Writers & Lovers(14)
‘Why do men always want to look like that in their author photos?’
‘My deep thoughts hurt me,’ Silas says in a scratchy voice.
‘Exactly. Or’—I try to mimic him—‘I might have to murder you if you don’t read this.’
He laughs.
‘Whereas with women’—I take a book off the shelf by a writer I admire—‘they have to be pleasing.’ The photo backs up my argument perfectly. She has a big apologetic smile on her face. I bounce the photo in front of Silas. ‘Please like me. Even though I’m an award-winning novelist, I really am a nice, unthreatening person.’
We pull a few more from the bookcase, and they all support my gender theory.
‘So how would you pose?’ Silas says.
I sneer and flip him two birds.
He laughs again. He has a chipped front tooth, a clean diagonal cut off one corner.
Muriel is bringing her friends toward us.

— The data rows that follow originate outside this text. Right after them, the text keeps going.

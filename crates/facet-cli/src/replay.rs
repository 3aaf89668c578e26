//! Driving a mounted panel through a script.

use std::sync::Arc;
use std::time::{Duration, Instant};

use anyhow::{Context, Result};
use facet_model::Tristate;
use facet_persist::Sinks;
use facet_state::{FilterPanel, PanelConfig};
use facet_sync::{Commit, StaggerRegistry, SyncCoordinator, SyncSettings, driver};

use crate::script::Script;

/// One fired commit, with times relative to the start of the replay.
#[derive(Debug, Clone, PartialEq, Eq)]
pub struct CommitRecord {
    pub key: String,
    pub due_ms: u64,
    pub fired_ms: u64,
    pub entry: Tristate<String>,
}

impl CommitRecord {
    fn new(start: Instant, commit: &Commit) -> Self {
        Self {
            key: commit.key().to_string(),
            due_ms: millis_since(start, commit.deadline),
            fired_ms: millis_since(start, commit.fired_at),
            entry: commit.entry.clone(),
        }
    }
}

fn millis_since(start: Instant, at: Instant) -> u64 {
    u64::try_from(at.saturating_duration_since(start).as_millis()).unwrap_or(u64::MAX)
}

/// A panel, its coordinator and its sinks, advanced step by step.
#[derive(Debug)]
pub struct Replay {
    pub panel: FilterPanel,
    pub sinks: Sinks,
    pub commits: Vec<CommitRecord>,
    coordinator: SyncCoordinator,
    start: Instant,
}

impl Replay {
    pub fn mount(config: PanelConfig, sinks: Sinks, settings: SyncSettings) -> Result<Self> {
        let coordinator = SyncCoordinator::new(Arc::new(StaggerRegistry::new()), settings);
        let panel = FilterPanel::mount(config, &sinks, &coordinator).context("mount panel")?;
        Ok(Self {
            panel,
            sinks,
            commits: Vec::new(),
            coordinator,
            start: Instant::now(),
        })
    }

    /// Run the script on a virtual clock: no sleeping, deadlines are
    /// visited in order. Commits due after the last step stay pending.
    pub fn run_virtual(&mut self, script: &Script) -> Result<()> {
        for (index, step) in script.steps.iter().enumerate() {
            let at = self.start + Duration::from_millis(step.at_ms);
            self.fire_until(at);
            self.panel
                .dispatch(step.command.clone(), at, &mut self.coordinator, &mut self.sinks)
                .with_context(|| format!("step {index} at {}ms", step.at_ms))?;
        }
        Ok(())
    }

    /// Let every pending commit fire on the virtual clock.
    pub fn settle_virtual(&mut self) {
        while let Some(deadline) = self.coordinator.next_deadline() {
            self.fire_until(deadline);
        }
    }

    /// Run the script against the tokio clock. Commits due after the last
    /// step stay pending.
    pub async fn run_realtime(&mut self, script: &Script) -> Result<()> {
        self.start = driver::now();
        for (index, step) in script.steps.iter().enumerate() {
            let at = self.start + Duration::from_millis(step.at_ms);
            while self.coordinator.next_deadline().is_some_and(|deadline| deadline <= at) {
                for commit in driver::tick(&mut self.coordinator, &mut self.sinks).await {
                    self.record(&commit);
                }
            }
            tokio::time::sleep_until(tokio::time::Instant::from_std(at)).await;
            self.panel
                .dispatch(
                    step.command.clone(),
                    driver::now(),
                    &mut self.coordinator,
                    &mut self.sinks,
                )
                .with_context(|| format!("step {index} at {}ms", step.at_ms))?;
        }
        Ok(())
    }

    /// Sleep through every pending deadline on the tokio clock.
    pub async fn settle_realtime(&mut self) {
        let start = self.start;
        let panel = &mut self.panel;
        let commits = &mut self.commits;
        driver::settle(&mut self.coordinator, &mut self.sinks, |commit| {
            panel.apply_commit(&commit);
            commits.push(CommitRecord::new(start, &commit));
        })
        .await;
    }

    /// Fire everything due at or before `at`.
    fn fire_until(&mut self, at: Instant) {
        while let Some(deadline) = self.coordinator.next_deadline().filter(|d| *d <= at) {
            for commit in self.coordinator.poll(deadline, &mut self.sinks) {
                self.record(&commit);
            }
        }
    }

    fn record(&mut self, commit: &Commit) {
        self.panel.apply_commit(commit);
        self.commits.push(CommitRecord::new(self.start, commit));
    }

    pub fn pending_len(&self) -> usize {
        self.coordinator.pending_len()
    }

    /// Cancel anything still pending, as if the page were closed.
    pub fn unmount(&mut self) -> usize {
        self.panel.unmount(&mut self.coordinator)
    }
}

‘Did you read last Wednesday, to the group?’ I say.
‘I did.’
‘What’d he do with his hands?’
‘It was bad I think. Behind his back.’
‘What does that mean?’
‘No one could tell me. They hadn’t seen it before.’ He flashes his tooth again. He doesn’t seem to care much about Oscar’s verdict. ‘So what are you working on?’
‘I’m a waitress.’
He squints. ‘What are you writing?’
‘A novel.’
‘Impressive.’
‘I’ve been working on it for six years and still don’t have a full draft or a title. So maybe not so impressive. Are you going back next week?’
‘I don’t know. It might be too religious for me. A lot of verbal genuflecting.’
‘Really?’ Muriel hasn’t depicted it this way.
Silas hesitates. ‘It’s not really a free and open exchange of ideas. People just take down everything he says.’ He hunches over and pretends to scribble in a tiny notebook. ‘And, like, it was this small thing, but at one point he said that every line of dialogue had to have at least two ulterior motives, and I said what if the character just wants to know what time it is. People gasped. And then silence. I like a little more debate. Or maybe I just don’t like a lot of rules.’
Muriel and her friends are hovering behind him. Silas shifts slightly, putting a bit more of his back to them. I don’t think it’s deliberate. ‘You haven’t ever gone to it?’
‘No, I work nights.’
He looked at me like he knew that wasn’t the whole truth and started to say something, but Muriel broke in.
‘Look, real people from the real world.’ she says.
She introduces us. One is an infectious disease doctor specializing in AIDS research, and the other heads up a nonprofit in Jamaica Plain. They wear makeup and bracelets and dresses that don’t come from the T.J. Maxx in Fresh Pond. They have crossed the room for Silas, and they pepper him with questions. I drift out of the conversation, out of the room.
I don’t have the money for a copy of Thunder Road, but I follow the line from the entryway through the living room and into the dining room. I veer into the kitchen and peer at the writer through the window in the swinging door. His back is to me, and a small stooped woman is leaning over the table toward him, clutching the book he’s just signed to her chest. She’s still talking when he reaches for the book of the woman behind her. I can only see the back of him, the rim of a blue tie showing beneath his collar and a shoulder blade jutting up through the white dress shirt as he signs his name. I can’t see if his face is as chiseled and pissed off as in the photograph.
All the surfaces in the kitchen are covered with baking sheets and trays of hors d’oeuvres. Every few minutes a server comes in for a refill. It feels strange not to be the one wearing a bun and apron.
‘Prosciutto-wrapped fig?’ she asks, face full of overlapping freckles.
‘Oh, thanks so much,’ I say, trying to convey my bond with her. I take a fig from the tray and a napkin from her other hand. It bugs me when people don’t take the napkin, too. ‘Thanks, it looks yummy.’ But she’s moved on to a group by the breakfast nook.
When I get back to the library, Silas is gone, the women from the real world are gone, and Muriel’s in an argument about Cormac McCarthy with three men in moustaches.
The asphalt is purple in the dusk. We walk in the middle of the road down the hill. The sun has sunk but its heat hangs in the air. My ears ring from all the voices at the party. We talk about a book called Troubles that I read and passed along to her. She loved it as much as I did, and we go through the scenes we liked best. It’s a particular kind of pleasure, of intimacy, loving a book with someone. The short biography on the back page said that the writer, J. G. Farrell, died while angling, swept out to sea by a rogue wave.
‘Do you think that’s an Irish euphemism for suicide?’ I say.
‘Maybe. You go out to see a man about a dog. And if he’s not there you get swept away by a rogue wave.’
We both love Irish literature. We have a pact we’ll go to Dublin together when we have money.
I tell her Silas said that Wednesday nights felt cultish.
She considers that. ‘Well, a lot of people there want to be Oscar, and a number of others want to sleep with him. Maybe that is like a cult.’